The distribution of MS around the world is uneven. Generally, the prevalence increases as you travel further north or south from the equator. Those parts of Asia, Africa and America that lie on the equator have extremely low levels of MS, whilst Canada and Scotland have particularly high rates.


Epidemiology: the study of the geographical distribution of a condition and patterns of disease as it affects groups of people

Prevalence: the number of people with a condition. Usually measured in cases per 100,000

Incidence: the number of new cases of a condition within a set period of time, usually a year


A simple geographical spread is not the whole picture. Studies show that certain ethnic groups have a markedly lower prevalence of multiple sclerosis, despite living in countries where MS is common. For instance, the Sami or Lapps of northern Scandinavia and the Inuits in Canada have very low rates of MS. A similar pattern is observed amongst the Maoris of New Zealand.

The fact that multiple sclerosis is most prevalent in northern Europe, North America, Australia and New Zealand has led to speculation that it has been carried around the world by European colonists and settlers. It has been suggested that the origins can be traced back to the Vikings who colonised those parts of Northern Europe where MS is most pronounced and that 'Viking genes' can make people particularly susceptible to MS.

It has also been noted that Scotland has a much higher rate of multiple sclerosis than England or Wales and that areas of high MS prevalence around the world have been settled by Scottish immigrants. In Ireland, the north of which was extensively settled by immigrants from Scotland from the 17th century, the rate in Co Wexford in the south was recorded in 2004 as 121 per 100,000 whilst the rate in County Donegal in the north was 185. A study of Northern Ireland found a rate of 168 in 1996.

Multiple sclerosis in the UK

There is currently no accurate data on the exact number of people with MS in the UK. A study by McKenzie et al at the University of Dundee worked out a figure based on coding in GP records. This gave a figure of 127,000 people with MS in the UK in 2010. Concerns were raised that this figure may include some records where there was an element of doubt about the diagnosis. If these records were excluded it would give a total of 107,000 people with MS in the UK. The McKenzie study also found that the number of people with MS in the UK is growing by around 2.4% per year, due to people with MS living longer.

Prevalence rates vary around the UK. Based on the figure of 107,000 people with MS, it is estimated that the number of people with MS in England is around 164 per 100,000; in Wales about 138; about 175 in Northern Ireland and as high as 209 in Scotland.

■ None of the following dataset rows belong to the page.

// src/lib.rs

pub mod cli;
pub mod config;
pub mod dag;
pub mod engine;
pub mod errors;
pub mod kv;
pub mod logging;
pub mod meta;
pub mod records;
pub mod signal;
pub mod types;
pub mod vertex;
pub mod work;

use std::sync::Arc;

use anyhow::Result;
use tokio_util::sync::CancellationToken;
use tracing::{debug, warn};

use crate::cli::CliArgs;
use crate::config::loader::load_and_validate;
use crate::config::model::ConfigFile;
use crate::dag::DagGraph;
use crate::engine::{ExecutionBuilder, ExecutionOptions, ExecutionReport};
use crate::errors::DagwalkError;
use crate::kv::Kv;
use crate::work::{CommandVertex, CommandWork, VertexWork};

/// High-level entry point used by `main.rs`.
///
/// This wires together:
/// - config loading
/// - DAG + execution wiring
/// - the shell-command work function
/// - Ctrl-C handling
/// - report output
pub async fn run(args: CliArgs) -> Result<()> {
    let cfg = load_and_validate(&args.config)?;

    if args.dry_run {
        print_dry_run(&cfg);
        return Ok(());
    }

    let name = execution_name(&args, &cfg);
    let graph = DagGraph::from_config(&cfg);

    let mut options = ExecutionOptions::from_config(&cfg.config);
    if let Some(timeout) = args.timeout {
        options.timeout = Some(timeout.as_duration());
    }

    let outputs = Kv::new();
    let work: Arc<dyn VertexWork<CommandVertex>> =
        Arc::new(CommandWork::new(&name, outputs.clone()));

    let execution = ExecutionBuilder::new(&name)
        .options(options)
        .outputs(outputs)
        .build(&graph, work, |vertex| {
            let vertex_cfg = cfg
                .vertex
                .get(vertex)
                .ok_or_else(|| DagwalkError::VertexNotFound(vertex.to_string()))?;
            CommandVertex::from_config(vertex, vertex_cfg)
        })?;

    // Ctrl-C → cancel the execution; running commands get killed.
    let cancel = CancellationToken::new();
    {
        let cancel = cancel.clone();
        tokio::spawn(async move {
            if let Err(e) = tokio::signal::ctrl_c().await {
                eprintln!("failed to listen for Ctrl+C: {e}");
                return;
            }
            warn!("Ctrl-C received; cancelling execution");
            cancel.cancel();
        });
    }

    let report = execution.run(cancel).await?;

    if args.json {
        println!("{}", serde_json::to_string_pretty(&report)?);
    } else {
        print_summary(&report);
    }

    report.into_result()?;
    Ok(())
}

/// `--name`, else `[config].name`, else the config file stem.
fn execution_name(args: &CliArgs, cfg: &ConfigFile) -> String {
    args.name
        .clone()
        .or_else(|| cfg.config.name.clone())
        .or_else(|| {
            args.config
                .file_stem()
                .map(|s| s.to_string_lossy().into_owned())
        })
        .unwrap_or_else(|| "dagwalk".to_string())
}

/// One line per vertex: status, name, duration, reason.
fn print_summary(report: &ExecutionReport) {
    println!(
        "execution {}: {}",
        report.execution,
        if report.success { "succeeded" } else { "failed" }
    );
    for (name, result) in report.vertices.iter() {
        let status = match (result.success, result.was_run()) {
            (true, _) => "ok",
            (false, true) => "FAILED",
            (false, false) => "skipped",
        };
        let took = result
            .start
            .map(|start| format!("{}ms", (result.finish - start).num_milliseconds()))
            .unwrap_or_else(|| "-".to_string());
        println!("  {status:<8} {name:<32} {took:>10}  {}", result.reason);
    }
    if report.cancelled {
        println!("  (execution was cancelled)");
    }
}

/// Simple dry-run output: print vertices, deps, commands and identities.
fn print_dry_run(cfg: &ConfigFile) {
    let graph = DagGraph::from_config(cfg);

    println!("dagwalk dry-run");
    println!("  config.heartbeat = {}", cfg.config.heartbeat);
    match cfg.config.timeout {
        Some(t) => println!("  config.timeout = {t}"),
        None => println!("  config.timeout = none"),
    }
    println!("  roots = {:?}", graph.roots());
    println!();

    println!("vertices ({}):", cfg.vertex.len());
    for (name, vertex) in cfg.vertex.iter() {
        println!("  - {name}");
        println!("      cmd: {}", vertex.cmd);
        if !vertex.after.is_empty() {
            println!("      after: {:?}", vertex.after);
        }
        let identity = vertex.identity(name);
        if !identity.is_empty() {
            println!("      identity: {identity}");
        }
        if let Some(ref pattern) = vertex.fail_on_stdout {
            println!("      fail_on_stdout: {pattern}");
        }
        if !vertex.env.is_empty() {
            println!("      env: {:?}", vertex.env);
        }
        let dependents = graph.dependents_of(name);
        if !dependents.is_empty() {
            println!("      dependents: {:?}", dependents);
        }
    }

    debug!("dry-run complete (no execution)");
}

Prevalence in the north of Scotland is particularly high. A study of north east Scotland found the level per 100,000 people in 2009 to be 229 in Aberdeen, 295 in Shetland and 402 in Orkney.

A little over 5,000 people are diagnosed with MS each year, roughly 100 a week.

MS registers

There are two MS register projects underway.

  • The UK MS Register is a scheme that allows people to upload information about their condition that allows researchers to look at different aspects of the condition across a large number of people. There are almost 15,000 people registered.
  • The Scottish MS Register gathers information from records on new diagnoses of MS. This register has been running since 2010. In that time about 430 new cases of MS have been reported each year in Scotland, a lower incidence rate than suggested by the Dundee study.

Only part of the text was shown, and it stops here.